Bakery tray with etched lines

For this sample I used the other sections of the bakery tray. This was a more interesting shape and held the shape well. I added Brusho but this time swirled it through the plaster before it dried. The intention was to create a marbled effect but was not wholly successful. Less swirling might have improved this, or less Brusho.

When the plaster was almost dry I used a bamboo skewer to etch into the plaster. This worked but getting the timing right for the plaster to hold the etched shape and not refill is quite specific.


Cast hand with metal armature and surgical glove

For this sample I wanted to make a cast of a hand but I wanted to give the hand an ‘expression’. Taking inspiration from needlesculpting wool, I filled suspended the surgical glove by pegging to a bucket and inserted florist’s wire which I bent to shape the glove. I had to work quickly as the plaster sets very quickly.

Unfortunately I didn’t make enough plaster so, whilst the armature worked well in forming the shaped hand, the plaster didn’t fill the glove. The armature was also visible in places where it touched the inner surface of the glove.

Despite the flaws, I like this piece as it has potential for further exploitation and experiment. The shaping of the hand held pleasingly well even if not perfect. An alternative armature which isn’t as sharp may prevent the plaster being pierced.

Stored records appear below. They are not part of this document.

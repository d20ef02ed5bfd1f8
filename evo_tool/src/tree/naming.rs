//! Sibling name rules for device and I/O nodes.

use crate::consts::UNIQUE_NAME_SUFFIX;

/// Keep only `[A-Za-z0-9_-]`.
pub fn sanitize(raw: &str) -> String {
    raw.chars()
        .filter(|c| c.is_ascii_alphanumeric() || *c == '_' || *c == '-')
        .collect()
}

/// Sanitize `raw`, then append the suffix until no sibling uses the name.
pub fn unique_name<'a>(raw: &str, siblings: impl Iterator<Item = &'a str> + Clone) -> String {
    let mut name = sanitize(raw);
    while siblings.clone().any(|s| s == name) {
        name.push_str(UNIQUE_NAME_SUFFIX);
    }
    name
}

#[cfg(test)]
mod tests {
    use super::*;

    #[test]
    fn strips_disallowed_characters() {
        assert_eq!(sanitize("Gripper Jaw #1"), "GripperJaw1");
        assert_eq!(sanitize("limit-switch_2"), "limit-switch_2");
        assert_eq!(sanitize("ÄÖ."), "");
    }

    #[test]
    fn appends_suffix_until_unique() {
        let siblings = ["Limit", "Limit_new"];
        assert_eq!(unique_name("Limit", siblings.iter().copied()), "Limit_new_new");
        assert_eq!(unique_name("Output", siblings.iter().copied()), "Output");
        assert_eq!(unique_name("Lim it", siblings.iter().copied()), "Limit_new_new");
    }
}
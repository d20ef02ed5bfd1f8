//! Settings of the configurator itself, read from `configurator.toml`.
//!
//! ```toml
//! log_level = "info"
//!
//! [project]
//! tool_file = "tool.json"
//! pretty = true
//! ```
//!
//! Every key is optional; unknown keys are rejected so a misspelled
//! setting does not silently fall back to its default.

use serde::Deserialize;
use std::path::{Path, PathBuf};
use thiserror::Error;

use crate::consts::DEFAULT_TOOL_FILE;

#[derive(Debug, Clone, PartialEq, Error)]
pub enum ConfigError {
    #[error("configuration file {} not found", .0.display())]
    FileNotFound(PathBuf),

    #[error("cannot use configuration file {}: {message}", .path.display())]
    Parse { path: PathBuf, message: String },

    #[error("invalid configuration: {0}")]
    Invalid(String),
}

/// Default verbosity of the CLI; `-v` and `RUST_LOG` override it.
#[derive(Debug, Clone, Copy, PartialEq, Eq, Deserialize, Default)]
#[serde(rename_all = "lowercase")]
pub enum LogLevel {
    Trace,
    Debug,
    #[default]
    Info,
    Warn,
    Error,
}

impl From<LogLevel> for tracing::Level {
    fn from(level: LogLevel) -> Self {
        match level {
            LogLevel::Trace => Self::TRACE,
            LogLevel::Debug => Self::DEBUG,
            LogLevel::Info => Self::INFO,
            LogLevel::Warn => Self::WARN,
            LogLevel::Error => Self::ERROR,
        }
    }
}

/// Where the tool tree lives and how it is written back.
#[derive(Debug, Clone, PartialEq, Deserialize)]
#[serde(default, deny_unknown_fields)]
pub struct ProjectConfig {
    /// Tree file used when the command line names none.
    pub tool_file: PathBuf,
    /// Indent JSON written back to disk.
    pub pretty: bool,
}

impl Default for ProjectConfig {
    fn default() -> Self {
        Self {
            tool_file: PathBuf::from(DEFAULT_TOOL_FILE),
            pretty: true,
        }
    }
}

#[derive(Debug, Clone, PartialEq, Default, Deserialize)]
#[serde(default, deny_unknown_fields)]
pub struct ToolConfig {
    pub log_level: LogLevel,
    pub project: ProjectConfig,
}

impl ToolConfig {
    /// Read, parse and validate `path`.
    pub fn load(path: &Path) -> Result<Self, ConfigError> {
        let text = std::fs::read_to_string(path).map_err(|e| {
            if e.kind() == std::io::ErrorKind::NotFound {
                ConfigError::FileNotFound(path.to_path_buf())
            } else {
                ConfigError::Parse {
                    path: path.to_path_buf(),
                    message: e.to_string(),
                }
            }
        })?;
        let config = Self::from_toml(&text).map_err(|e| match e {
            ConfigError::Parse { message, .. } => ConfigError::Parse {
                path: path.to_path_buf(),
                message,
            },
            other => other,
        })?;
        Ok(config)
    }

    /// Parse and validate TOML text.
    pub fn from_toml(text: &str) -> Result<Self, ConfigError> {
        let config: Self = toml::from_str(text).map_err(|e| ConfigError::Parse {
            path: PathBuf::new(),
            message: e.to_string(),
        })?;
        config.validate()?;
        Ok(config)
    }

    pub fn validate(&self) -> Result<(), ConfigError> {
        if self.project.tool_file.as_os_str().is_empty() {
            return Err(ConfigError::Invalid("project.tool_file is empty".into()));
        }
        Ok(())
    }
}

#[cfg(test)]
mod tests {
    use super::*;

    #[test]
    fn empty_text_gives_defaults() {
        let config = ToolConfig::from_toml("").unwrap();
        assert_eq!(config, ToolConfig::default());
        assert_eq!(config.log_level, LogLevel::Info);
        assert_eq!(config.project.tool_file, PathBuf::from(DEFAULT_TOOL_FILE));
        assert!(config.project.pretty);
    }

    #[test]
    fn log_levels_parse_lowercase() {
        for (text, level) in [
            ("trace", LogLevel::Trace),
            ("debug", LogLevel::Debug),
            ("warn", LogLevel::Warn),
            ("error", LogLevel::Error),
        ] {
            let config = ToolConfig::from_toml(&format!("log_level = \"{text}\"")).unwrap();
            assert_eq!(config.log_level, level);
        }
        assert!(ToolConfig::from_toml("log_level = \"loud\"").is_err());
        assert_eq!(tracing::Level::from(LogLevel::Warn), tracing::Level::WARN);
    }

    #[test]
    fn unknown_keys_are_rejected() {
        for text in ["loglevel = \"info\"", "[project]\ntool = \"a.json\"\n"] {
            assert!(matches!(
                ToolConfig::from_toml(text),
                Err(ConfigError::Parse { .. })
            ));
        }
    }

    #[test]
    fn empty_tool_file_is_invalid() {
        assert!(matches!(
            ToolConfig::from_toml("[project]\ntool_file = \"\"\n"),
            Err(ConfigError::Invalid(_))
        ));
    }
}
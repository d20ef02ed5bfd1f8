//! State and calibration tables owned by tree nodes.
//!
//! - [`digital`] - bit pattern → named state
//! - [`analog`] - threshold classification
//! - [`calibration`] - piecewise-linear hal ↔ gui mapping
//! - [`device`] - Cartesian product of child state vocabularies
//! - [`events`] - reset / data-changed notification

pub mod analog;
pub mod calibration;
pub mod device;
pub mod digital;
pub mod events;

use core::fmt;
use core::str::FromStr;

pub use analog::AnalogStateTable;
pub use calibration::{CalibrationPoint, CalibrationTable};
pub use device::{ChildStateSpace, CombinationRow, DeviceStateTable};
pub use digital::{BitPattern, DigitalStateTable};
pub use events::TableEvent;

/// Table slot of a node, as addressed by import/export.
#[derive(Debug, Clone, Copy, PartialEq, Eq, Hash)]
pub enum TableKind {
    Digital,
    AnalogStates,
    Calibration,
    Device,
}

impl TableKind {
    /// Attribute key under which the table is persisted.
    pub const fn attr_key(self) -> &'static str {
        match self {
            Self::Digital => "digital_state_table",
            Self::AnalogStates => "analog_state_table",
            Self::Calibration => "calibration_table",
            Self::Device => "device_state_table",
        }
    }
}

impl fmt::Display for TableKind {
    fn fmt(&self, f: &mut fmt::Formatter<'_>) -> fmt::Result {
        match self {
            Self::Digital => write!(f, "digital"),
            Self::AnalogStates => write!(f, "analog"),
            Self::Calibration => write!(f, "calibration"),
            Self::Device => write!(f, "device"),
        }
    }
}

impl FromStr for TableKind {
    type Err = String;
    fn from_str(s: &str) -> Result<Self, Self::Err> {
        match s {
            "digital" => Ok(Self::Digital),
            "analog" => Ok(Self::AnalogStates),
            "calibration" => Ok(Self::Calibration),
            "device" => Ok(Self::Device),
            _ => Err(format!(
                "unknown table kind: {s:?}, expected digital, analog, calibration or device"
            )),
        }
    }
}

#[cfg(test)]
mod tests {
    use super::*;

    #[test]
    fn kind_parses_its_display_form() {
        for kind in [
            TableKind::Digital,
            TableKind::AnalogStates,
            TableKind::Calibration,
            TableKind::Device,
        ] {
            assert_eq!(kind.to_string().parse::<TableKind>(), Ok(kind));
        }
        assert!("states".parse::<TableKind>().is_err());
    }
}
#[cfg(test)]
mod tests {
    use super::*;
    use serde_json::json;

    fn pressure() -> CalibrationTable {
        CalibrationTable::new(vec![
            CalibrationPoint::new(0.0, 0.0),
            CalibrationPoint::new(2.0, 10.0),
            CalibrationPoint::new(10.0, 30.0),
        ])
        .unwrap()
    }

    fn assert_close(a: f64, b: f64) {
        assert!((a - b).abs() < 1e-9, "{a} != {b}");
    }

    #[test]
    fn interpolates_inside_segments() {
        let t = pressure();
        assert_close(t.to_gui(1.0), 5.0);
        assert_close(t.to_gui(6.0), 20.0);
        assert_close(t.to_hal(20.0), 6.0);
        assert_close(t.to_gui(2.0), 10.0);
    }

    #[test]
    fn extrapolates_with_nearest_slope() {
        let t = pressure();
        assert_close(t.to_gui(-1.0), -5.0);
        assert_close(t.to_gui(12.0), 35.0);
        assert_close(t.to_hal(40.0), 14.0);
    }

    #[test]
    fn decreasing_gui_column_inverts() {
        let t = CalibrationTable::new(vec![
            CalibrationPoint::new(0.0, 100.0),
            CalibrationPoint::new(1.0, 50.0),
            CalibrationPoint::new(3.0, 0.0),
        ])
        .unwrap();
        assert_eq!(t.direction(), Direction::Decreasing);
        assert_close(t.to_gui(2.0), 25.0);
        assert_close(t.to_hal(25.0), 2.0);
        assert_close(t.to_hal(150.0), -1.0);
        assert_close(t.to_hal(-25.0), 4.0);
    }

    #[test]
    fn rejects_mixed_directions() {
        let err = CalibrationTable::new(vec![
            CalibrationPoint::new(0.0, 0.0),
            CalibrationPoint::new(1.0, 5.0),
            CalibrationPoint::new(2.0, 4.0),
        ])
        .unwrap_err();
        assert!(matches!(err, TableError::CalibrationOrder { index: 2, .. }));
    }

    #[test]
    fn set_point_respects_neighbors() {
        let mut t = pressure();
        assert!(t.set_point(1, 0.0, 10.0).is_err());
        assert!(t.set_point(1, 11.0, 10.0).is_err());
        assert!(t.set_point(1, 1.0, 40.0).is_err());
        assert!(t.set_point(0, 0.0, 50.0).is_err());
        t.set_point(1, 1.0, 15.0).unwrap();
        assert_eq!(t.points()[1], CalibrationPoint::new(1.0, 15.0));
    }

    #[test]
    fn direction_is_rechoosable_with_two_points() {
        let mut t = CalibrationTable::default();
        t.set_point(1, 1.0, -1.0).unwrap();
        assert_eq!(t.direction(), Direction::Decreasing);
        assert!(t.set_point(1, 1.0, 0.0).is_err());
    }

    #[test]
    fn insert_between_interpolates_evenly() {
        let mut t = pressure();
        t.insert_rows(2, 3).unwrap();
        let hal: Vec<_> = t.points().iter().map(|p| p.hal_value).collect();
        assert_eq!(hal, vec![0.0, 2.0, 4.0, 6.0, 8.0, 10.0]);
        assert_close(t.points()[3].gui_value, 20.0);
        assert_eq!(
            t.take_events(),
            vec![TableEvent::ResetBegin, TableEvent::ResetEnd]
        );
    }

    #[test]
    fn insert_at_ends_extrapolates() {
        let mut t = pressure();
        t.insert_rows(0, 2).unwrap();
        let hal: Vec<_> = t.points().iter().map(|p| p.hal_value).collect();
        assert_eq!(hal, vec![-4.0, -2.0, 0.0, 2.0, 10.0]);
        assert_close(t.points()[0].gui_value, -20.0);

        let len = t.len();
        t.insert_rows(len, 1).unwrap();
        assert_eq!(*t.points().last().unwrap(), CalibrationPoint::new(18.0, 50.0));
        assert!(t.insert_rows(t.len() + 1, 1).is_err());
        assert!(t.insert_rows(0, 0).is_err());
    }

    #[test]
    fn remove_keeps_two_points() {
        let mut t = pressure();
        t.remove_rows(1, 1).unwrap();
        assert_eq!(t.len(), 2);
        assert_eq!(
            t.remove_rows(0, 1),
            Err(TableError::TooFewRows {
                min: MIN_CALIBRATION_ROWS
            })
        );
        assert!(t.remove_rows(1, 2).is_err());
        assert_eq!(t.len(), 2);
    }

    #[test]
    fn huge_ranges_are_rejected() {
        let mut t = pressure();
        assert_eq!(
            t.remove_rows(1, usize::MAX),
            Err(TableError::InvalidRange {
                position: 1,
                count: usize::MAX
            })
        );
        assert!(t.remove_rows(usize::MAX, 1).is_err());
        for position in [0, 1, 3] {
            assert_eq!(
                t.insert_rows(position, usize::MAX),
                Err(TableError::TooManyRows {
                    max: MAX_CALIBRATION_ROWS
                })
            );
        }
        assert_eq!(t, pressure());
        assert!(t.take_events().is_empty());
    }

    #[test]
    fn insert_fills_up_to_the_limit() {
        let mut t = CalibrationTable::default();
        t.insert_rows(2, MAX_CALIBRATION_ROWS - 2).unwrap();
        assert_eq!(t.len(), MAX_CALIBRATION_ROWS);
        assert!(t.insert_rows(1, 1).is_err());
        assert_eq!(t.len(), MAX_CALIBRATION_ROWS);
    }

    #[test]
    fn load_validates_ordering_and_types() {
        let mut t = CalibrationTable::default();
        let good: TabularArray =
            serde_json::from_value(json!([["hal_value", "gui_value"], [0, 10], [5, 0]])).unwrap();
        t.load(&good).unwrap();
        assert_eq!(t.direction(), Direction::Decreasing);

        let bad = [
            json!([["hal_value", "gui_value"], [0, 0]]),
            json!([["hal_value", "gui_value"], [1, 0], [0, 1]]),
            json!([["hal_value", "gui_value"], [0, 0], [1, 1], [2, 0]]),
            json!([["hal_value", "gui_value"], [0, "x"], [1, 1]]),
            json!([["gui_value", "hal_value"], [0, 0], [1, 1]]),
        ];
        for v in bad {
            let table: TabularArray = serde_json::from_value(v).unwrap();
            assert!(t.load(&table).is_err(), "accepted {table:?}");
        }
        assert_eq!(t.save(), good_saved());
    }

    fn good_saved() -> TabularArray {
        serde_json::from_value(json!([["hal_value", "gui_value"], [0.0, 10.0], [5.0, 0.0]])).unwrap()
    }
}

Obviously creating more plaster is also necessary – I did try to add a second batch of plaster to the glove but it didn’t attach to the original which surprised me as I expected it to behave like a clay slip and attach as it set.



Plaster of Paris is an interesting medium but takes practice to get the consistency right and also judge the amount required. It is surprisingly heavy which may limit the size of any project. It wasn’t as fragile as the air-drying clay but dries very quickly so careful planning is needed before making up the plaster for use. I also need to research whether pieces can be joined together (see hand above).